I hope this helps. Trailering, especially with live animals, is not something to be flippant about. You MUST use the right equipment, and properly, or you WILL end up having a very nasty mess at some point--there's no two ways about it. I would strongly suggest going to someone who knows about this stuff and can help you (not someone selling trailers and equipment who wants to get $1,100 out of you for anti-sway equipment).


----------



## maura

Great post, Mule Wrangler. 

Sums it up very nicely.


----------



## Horseluvr88

*Fishtailing trailer Pictures.....*

Here are the pictures of my trailer and truck together... I will admit the truck looks a little small compared to the trailer............. :neutral:


----------



## iridehorses

That is way too much trailer for your truck. Your wheelbase is way too short to be pulling a trailer of that length. What is happening is that any movement of your steering wheel is magnified by the time it gets to your trailer. What is worse is that as a truck passes you, their draft is going to effect the trailer and, in turn, work it's way up to the truck and both are going to sway.

Sway bars may help but you really need a bigger truck or a smaller trailer.

EDIT: btw, your safety chains are a little long and the emergency pin release for your brakes is not set up properly.


----------



## Horseluvr88

iridehorses said:


> That is way too much trailer for your truck. Your wheelbase is way too short to be pulling a trailer of that length. What is happening is that any movement of your steering wheel is magnified by the time it gets to your trailer. What is worse is that as a truck passes you, their draft is going to effect the trailer and, in turn, work it's way up to the truck and both are going to sway.
> 
> Sway bars may help but you really need a bigger truck or a smaller trailer.
> 
> EDIT: btw, your safety chains are a little long and the emergency pin release for your brakes is not set up properly.

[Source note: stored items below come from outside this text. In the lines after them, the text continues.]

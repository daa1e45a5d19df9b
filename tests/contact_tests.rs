// Host-side tests for contact form validation.

use folio_core::constants::{STATUS_CLEAR_DELAY, SUCCESS_BACKGROUND, SUCCESS_COLOR, SUCCESS_MESSAGE};
use folio_core::{
    browser_trim, is_valid_email, plan_submit, validate, ContactSubmission, Field, FieldError,
    SubmitOutcome,
};

fn valid() -> ContactSubmission<'static> {
    ContactSubmission {
        name: "Ada Lovelace",
        email: "ada@example.com",
        subject: "Engines",
        message: "Let's build an analytical engine.",
    }
}

#[test]
fn accepts_a_complete_submission() {
    assert_eq!(validate(&valid()), Ok(()));
}

#[test]
fn empty_form_reports_every_field_once() {
    let errors = validate(&ContactSubmission::default()).unwrap_err();
    assert_eq!(
        errors,
        vec![
            FieldError::NameRequired,
            FieldError::EmailRequired,
            FieldError::SubjectRequired,
            FieldError::MessageRequired,
        ]
    );
    let fields: Vec<Field> = errors.iter().map(FieldError::field).collect();
    assert_eq!(fields, Field::ALL.to_vec());
}

#[test]
fn whitespace_only_counts_as_missing() {
    let sub = ContactSubmission {
        name: "   ",
        subject: "\t\n",
        ..valid()
    };
    let errors = validate(&sub).unwrap_err();
    assert_eq!(errors, vec![FieldError::NameRequired, FieldError::SubjectRequired]);
}

#[test]
fn short_message_is_rejected_with_length_error() {
    let sub = ContactSubmission {
        message: "  too short  ",
        ..valid()
    };
    let errors = validate(&sub).unwrap_err();
    assert_eq!(errors, vec![FieldError::MessageTooShort { min: 10 }]);
    assert_eq!(
        errors[0].to_string(),
        "Message must be at least 10 characters"
    );
}

#[test]
fn message_length_is_measured_after_trimming() {
    let exactly_ten = ContactSubmission {
        message: "   0123456789   ",
        ..valid()
    };
    assert!(validate(&exactly_ten).is_ok());

    let nine = ContactSubmission {
        message: "012345678          ",
        ..valid()
    };
    assert!(validate(&nine).is_err());
}

#[test]
fn message_length_counts_characters_not_bytes() {
    let sub = ContactSubmission {
        message: "ééééééééé", // nine characters, eighteen bytes
        ..valid()
    };
    assert_eq!(
        validate(&sub).unwrap_err(),
        vec![FieldError::MessageTooShort { min: 10 }]
    );
}

#[test]
fn malformed_email_gets_format_error() {
    for email in ["ada.example.com", "ada@example", "ada@", "@example.com", "a b@c.de"] {
        let sub = ContactSubmission { email, ..valid() };
        let errors = validate(&sub).unwrap_err();
        assert_eq!(errors, vec![FieldError::EmailInvalid], "email {email:?}");
        assert_eq!(errors[0].to_string(), "Please enter a valid email address");
    }
}

#[test]
fn email_format_is_checked_on_raw_value() {
    let sub = ContactSubmission {
        email: " ada@example.com",
        ..valid()
    };
    assert_eq!(validate(&sub).unwrap_err(), vec![FieldError::EmailInvalid]);
}

#[test]
fn email_pattern_edges() {
    assert!(is_valid_email("a@b.c"));
    assert!(is_valid_email("first.last@sub.example.org"));
    assert!(!is_valid_email("a@@b.c"));
    assert!(!is_valid_email("a@b."));
    assert!(!is_valid_email("a@.c"));
}

#[test]
fn error_messages_match_inline_copy() {
    assert_eq!(FieldError::NameRequired.to_string(), "Name is required");
    assert_eq!(FieldError::EmailRequired.to_string(), "Email is required");
    assert_eq!(FieldError::SubjectRequired.to_string(), "Subject is required");
    assert_eq!(FieldError::MessageRequired.to_string(), "Message is required");
}

#[test]
fn byte_order_mark_counts_as_whitespace() {
    let sub = ContactSubmission {
        name: "\u{FEFF}",
        subject: " \u{FEFF}\u{3000}",
        ..valid()
    };
    assert_eq!(
        validate(&sub).unwrap_err(),
        vec![FieldError::NameRequired, FieldError::SubjectRequired]
    );
    assert!(!is_valid_email("a\u{FEFF}@b.co"));
    assert!(!is_valid_email("a@b\u{00A0}c.co"));
}

#[test]
fn next_line_is_not_trimmed() {
    // U+0085 is Unicode whitespace but not browser whitespace.
    assert_eq!(browser_trim("\u{85}"), "\u{85}");
    assert_eq!(browser_trim("\u{FEFF} hi \u{2028}"), "hi");
}

#[test]
fn accepted_submission_shows_success_then_clears() {
    let SubmitOutcome::Accepted(plan) = plan_submit(&valid()) else {
        panic!("valid submission was rejected");
    };
    assert_eq!(plan.shown.text, SUCCESS_MESSAGE);
    assert_eq!(
        plan.shown.text,
        "Message sent successfully! I will get back to you soon."
    );
    assert_eq!(plan.shown.color, Some(SUCCESS_COLOR));
    assert_eq!(plan.shown.background, SUCCESS_BACKGROUND);
    assert!(plan.reset_form);
    assert_eq!(plan.clear_after, STATUS_CLEAR_DELAY);
    assert_eq!(plan.clear_after.as_millis(), 5000);
    assert_eq!(plan.cleared.text, "");
    assert_eq!(plan.cleared.background, "transparent");
    assert_eq!(plan.cleared.color, None);
}

#[test]
fn rejected_submission_carries_errors_and_no_plan() {
    let sub = ContactSubmission {
        message: "short",
        ..valid()
    };
    assert_eq!(
        plan_submit(&sub),
        SubmitOutcome::Rejected(vec![FieldError::MessageTooShort { min: 10 }])
    );
}
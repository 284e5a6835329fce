//! HttpTransport trait definition
//!
//! This trait defines how requests reach the network. It allows the gateway
//! logic to be decoupled from the specific HTTP client implementation.

use async_trait::async_trait;

use crate::error::Result;
use crate::request::{HttpRequest, HttpResponse};

/// Trait for executing a single HTTP request
///
/// This trait is implemented by the reqwest adapter and can be mocked for testing.
/// Implementations must not inspect the status code: any response that was
/// received and read completely is `Ok`.
#[cfg_attr(test, mockall::automock)]
#[async_trait]
pub trait HttpTransport: Send + Sync {
    /// Send the request and read the whole response body
    async fn send(&self, request: HttpRequest) -> Result<HttpResponse>;
}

Well....not exatly what I wanted to hear:?... But it is what it is... I REALLY appreciate your input.. I am new at this horse hauling thing and want the safety of my horses to be my #1 priority.... I guess my hubby is just gonna have to find me a new truck..... Thank you again!!


----------



## maura

Ditto, ditto, ditto. 

Also, as much as I love trailers with a tack room/dressing room up front, they make it very hard to load the trailer correctly with enough weight forward. 

This trailer requires a bigger truck in *wheel base* and overall body length, not just in towing capacity. And it's the type of rig, because of the length of the trailer, that absolutely benefits from hitch stablizer or anti sway bars. 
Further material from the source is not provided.